Nous consacrons des moyens importants à l’accueil. Je le rappelle, dans le projet de loi de finances voté l’an dernier – vous aurez l’occasion de débattre de nouveau de ce sujet dans les semaines à venir –, les crédits à l’intégration ont été augmentés de 26 %. De la même manière, différents éléments permettant une meilleure intégration des populations accueillies ont été prévus, par exemple le doublement du nombre d’heures de cours de français. Nous avons aussi décidé de créer 7 500 nouvelles places d’hébergement pour les demandeurs d’asile d’ici à 2019.

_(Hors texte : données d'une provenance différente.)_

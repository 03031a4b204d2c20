use std::cell::OnceCell;
use std::collections::HashMap;
use std::hash::Hash;

use crate::error::{MarkovError, Result};

/// Discrete distribution built from observation counts.
///
/// A `WeightedSampler` accumulates how many times each key was observed and
/// answers "which key does this uniform draw select" queries.
///
/// Conceptually, this is the set of outgoing edges of one Markov node, each
/// edge weighted by its number of observations.
///
/// ## Responsibilities:
/// - Accumulate occurrences during learning (increment only)
/// - Freeze itself lazily into a cumulative-probability table
/// - Map a draw in `[0, 1)` to a key by scanning that table
///
/// ## Invariants
/// - Each count is strictly positive and never decreases
/// - `total` is the sum of all counts
/// - The cached table, when present, reflects the current counts
#[derive(Clone, Debug)]
pub struct WeightedSampler<K> {
	/// Keys with their occurrence count, in first-insertion order.
	counts: Vec<(K, u64)>,
	/// Position of each key inside `counts`.
	index: HashMap<K, usize>,
	total: u64,
	/// `(position in counts, cumulative probability)`, largest count first.
	/// Dropped by every increment and rebuilt on the next sample.
	cumulative: OnceCell<Vec<(usize, f64)>>,
}

impl<K> Default for WeightedSampler<K> {
	fn default() -> Self {
		Self {
			counts: Vec::new(),
			index: HashMap::new(),
			total: 0,
			cumulative: OnceCell::new(),
		}
	}
}

impl<K: Eq + Hash + Clone> WeightedSampler<K> {
	/// Creates an empty sampler.
	pub fn new() -> Self {
		Self::default()
	}

	/// Records one occurrence of `key`.
	pub fn increment(&mut self, key: K) {
		self.add(key, 1);
	}

	/// Records `amount` occurrences of `key`.
	///
	/// # Errors
	/// Returns `InvalidIncrement` if `amount` is 0.
	pub fn increment_by(&mut self, key: K, amount: u64) -> Result<()> {
		if amount == 0 {
			return Err(MarkovError::InvalidIncrement);
		}
		self.add(key, amount);
		Ok(())
	}

	fn add(&mut self, key: K, amount: u64) {
		match self.index.get(&key) {
			Some(&i) => self.counts[i].1 += amount,
			None => {
				self.index.insert(key.clone(), self.counts.len());
				self.counts.push((key, amount));
			}
		}
		self.total += amount;
		self.cumulative = OnceCell::new();
	}

	/// Sum of all counts.
	pub fn total(&self) -> u64 {
		self.total
	}

	/// Number of distinct keys.
	pub fn entry_count(&self) -> usize {
		self.counts.len()
	}

	pub fn is_empty(&self) -> bool {
		self.counts.is_empty()
	}

	/// Occurrence count of `key`, 0 if never observed.
	pub fn count(&self, key: &K) -> u64 {
		self.index.get(key).map_or(0, |&i| self.counts[i].1)
	}

	/// Selects the key matching the uniform draw `u`.
	///
	/// Scans the cumulative table (largest count first, ties in insertion
	/// order) and returns the first key whose cumulative probability is
	/// `>= u`. Builds the table on first use.
	///
	/// When rounding leaves the last cumulative value slightly below `u`,
	/// the last entry of the table is returned. This is the policy for
	/// float undershoot, not an error: it can only favour the least likely key.
	///
	/// # Errors
	/// Returns `EmptyDistribution` if nothing was ever observed.
	pub fn sample(&self, u: f64) -> Result<&K> {
		let table = self.table();
		let (position, _) = table
			.iter()
			.find(|(_, cumulative)| *cumulative >= u)
			.or_else(|| table.last())
			.ok_or(MarkovError::EmptyDistribution)?;
		Ok(&self.counts[*position].0)
	}

	/// Iterates over the cumulative table as `(key, cumulative probability)`.
	pub fn cumulative(&self) -> impl Iterator<Item = (&K, f64)> {
		self.table().iter().map(|(position, cumulative)| (&self.counts[*position].0, *cumulative))
	}

	fn table(&self) -> &[(usize, f64)] {
		self.cumulative.get_or_init(|| {
			let total = self.total as f64;
			let mut order: Vec<usize> = (0..self.counts.len()).collect();
			// Stable sort, equal counts stay in insertion order
			order.sort_by(|a, b| self.counts[*b].1.cmp(&self.counts[*a].1));

			let mut acc = 0.0;
			order
				.into_iter()
				.map(|position| {
					acc += self.counts[position].1 as f64 / total;
					(position, acc)
				})
				.collect()
		})
	}
}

Mesdames, messieurs les sénateurs, je veux dire aussi, puisque c’est la ligne qui est la nôtre sur cette politique migratoire depuis le premier jour, que nous avons décidé d’allier l’humanité, avec les éléments dont je viens de vous faire part, à la fermeté.

En effet, à notre sens, c’est bien dans cet équilibre entre humanité et fermeté que nous arriverons à convaincre et à combattre les caricatures, les mauvais procès, les angoisses et le caractère anxiogène que certains instrumentalisent dans le débat politique, à l’endroit de personnes dont on sait qu’elles fuient, bien souvent la mort, bien souvent les persécutions, et qui ne voient sur le territoire et sur le continent européen rien d’autre qu’un espace de liberté.

Je le sais, monsieur le sénateur, nous avons cela en partage. Vous l’avez dit, cette préoccupation va au-delà des sensibilités politiques. Nous y avons consacré des moyens dans la loi de finances votée l’an dernier et nous confirmerons cette tendance dans le projet de loi de finances pour 2019. (Applaudissements sur les travées du groupe La République En Marche.)